FIFA(国際サッカー連盟)が2002年ワールドカップ開催の条件を検討する委員会を開いた。いよいよ日韓共同開催のスタートである。政治的にはセンセーショナルに話題を振りまいた共催だが、経済的には、これから解決していかなければならない具体的な問題を抱えている。
☆W杯の政治学!
「知事さんや市長さんを怒らせるんだから、サッカーもたいしたもんだよ」と友人が皮肉混じりに言う。
日韓共同開催になった2002年ワールドカップについて会場予定地の15自治体の知事、市長を集めた会議が6月21日に東京で開かれた。

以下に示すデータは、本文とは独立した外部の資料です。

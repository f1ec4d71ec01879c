//! ascii-recorder - render a video as ASCII art, record it, and transcode it to MP4.

mod cli;

use clap::Parser;
use tracing_subscriber::EnvFilter;

use ascii_recorder::pipeline::setup_ctrlc_handler;
use cli::{Args, CliError, Command};

const LOG_ENV_VAR: &str = "ASCII_RECORDER_LOG";

/// Load .env file.
///
/// Loads environment variables (such as `ASCII_RECORDER_FFMPEG` or `RUST_LOG`)
/// from a .env file in the working directory. Does not override existing
/// environment variables.
fn load_env() {
    // dotenv::dotenv() returns Err if .env doesn't exist, which is fine
    let _ = dotenv::dotenv();
}

/// Route `log` records to stderr.
///
/// `ASCII_RECORDER_LOG`, then `RUST_LOG`, win over `--verbose`.
fn init_logging(verbose: bool) {
    let default_level = if verbose { "debug" } else { "info" };
    let filter = EnvFilter::try_from_env(LOG_ENV_VAR)
        .or_else(|_| EnvFilter::try_from_default_env())
        .unwrap_or_else(|_| EnvFilter::new(default_level));
    let _ = tracing_subscriber::fmt()
        .with_env_filter(filter)
        .with_writer(std::io::stderr)
        .with_target(false)
        .try_init();
}

async fn run(args: Args) -> Result<(), CliError> {
    let config_path = args.config.as_deref();
    match args.command {
        Command::Record(record) => {
            cli::record(record, config_path).await?;
        }
        Command::CheckEngine => cli::check_engine(config_path).await?,
        Command::Config { action } => cli::handle_config_action(action, config_path)?,
    }
    Ok(())
}

fn main() {
    // Load .env file before anything else
    load_env();

    let args = Args::parse();
    init_logging(args.verbose);

    if let Err(e) = setup_ctrlc_handler() {
        log::warn!("Failed to install Ctrl+C handler: {}", e);
    }

    let rt = match tokio::runtime::Builder::new_multi_thread().enable_all().build() {
        Ok(rt) => rt,
        Err(e) => {
            eprintln!("Error: failed to start async runtime: {}", e);
            std::process::exit(1);
        }
    };

    if let Err(e) = rt.block_on(run(args)) {
        eprintln!("Error: {}", e);
        std::process::exit(1);
    }
}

「怒りの15自治体、爆弾要求」とスポーツ新聞の大見出しになっている。多くの自治体の知事さん、市長さんが自ら出席したという。日本のサッカーの地位もあがったものだ、というわけである。
国内だけの話ではない。済州島で開かれた日本の橋本首相と韓国の金泳三大統領との首脳会談でもワールドカップが大きなテーマだった。
「ワールドカップを契機に未来志向で両国関係を発展させることで合意した」という。サッカーが東アジアの平和と安定に役立つのなら、結構なことだ。
というわけで、国内と国際の政治的重要問題として日韓共同開催は、はなばなしく取り上げられた。
もともとサッカーは、世界のスポーツであり、大衆のスポーツであり、政治を動かすスポーツである。欧州でも南米でも偉い政治家がサッカーのために右往左往している。
ぼくは30年にわたって、その話を念仏を唱えるように繰り返して書き続けてきたが、なかなか理解してもらえなかった。
それが突然!
毎日のようにサッカーが政治を勣かす話が新聞の1面に載るのだから、ぼくの積年の努力が報われたというべきなのだろうか?
☆分離分割は可能か?
さて、ワールドカップの政治学に続く問題は、ワールドカップの経済学である。政治的影響力の大きさを念頭に置きながら、日韓共同開催の経済的な準備に入らなければならない。
先週号に書いたように、開会式と決勝戦をどちらでやるかなどは、たいした問題ではない。共催準備の具体的な問題で重要なのは「お金」である。
日韓共催が決まったときに「分離分割方式」の提案が出ていたが、これはワールドカップの経済の問題だとぼくは考えている。
「分離分割方式」とは、国立大学の入学試験の方式の呼び方をもじって、ぼくが勝手に名付けたものだが、要するに日本と韓国が、事実上べつべつに準決勝までの運営を行なうという意味である。
かりに32チームを16チームずつ二つに分割して日本と韓国に分離するとする。16チームのなかから1チームを選ぶ大会を日本と韓国とべつべつにやると考えるといい。最後の決勝戦をどうするかは別の問題とするが、16チームずつによる準決勝までの試合は二つの別の大会として運営するわけである。
日本と韓国では経済事情が違う。
おそらく韓国では物価が日本より安く経費は少なくてすむだろう。一方、入場券の金額は日本の方が高くなるだろう。
このように条件が違うところで、収入や経費をプールして運営するのは難しい。
2グループが、それぞれ独立採算で運営した方が合理的に見える。
☆W杯の経済学
このような分離分割方式は、日本と韓国の経済が、それぞれ独立して動いていると考えれば可能である。これは、国境をはっきり守ろうという経済ナショナリズムである。
ところが世界は、国境の垣根がだんだん低くなる方向へ動いている。ボーダーレスの時代へと向かっている。そう考えると、経済ナショナリズ厶の分離分割方式は、そう簡単でないかもしれない。日本のワールドカップ経済が国境を超えて韓国に影響を与えるに違いないし、その逆もあるだろうからである。
そもそも、日韓共同開催は両国の間の垣根を低くすることに意義があるとされている。そうであれば、分離分割の運営は、共催の趣旨に合わないことになる。
経済的な面での具体的な大きな問題の一つは、広告スポンサーである。
今までのワールドカップでは、FIFA(国際サッカー連盟)と契約した一つの広告代理企業がスポンサーを集めていた。原則として1業1種で自動車メーカーは一つだけ、かみそりメーカーは一つだけ、というようになっていた。
日本と韓国が独立に運営することになると広告スポンサーも、それぞれ分離分割で集めることになるのだろうか? 韓国のワールドカップでは現代自動車が広告を出し、日本ではトヨタか日産が広告を出すことになるのだろうか?
これはテレビ放映とも絡んで、たいへんな問題である。FIFAの共催検討委員会の第一の課題じゃないかと思う。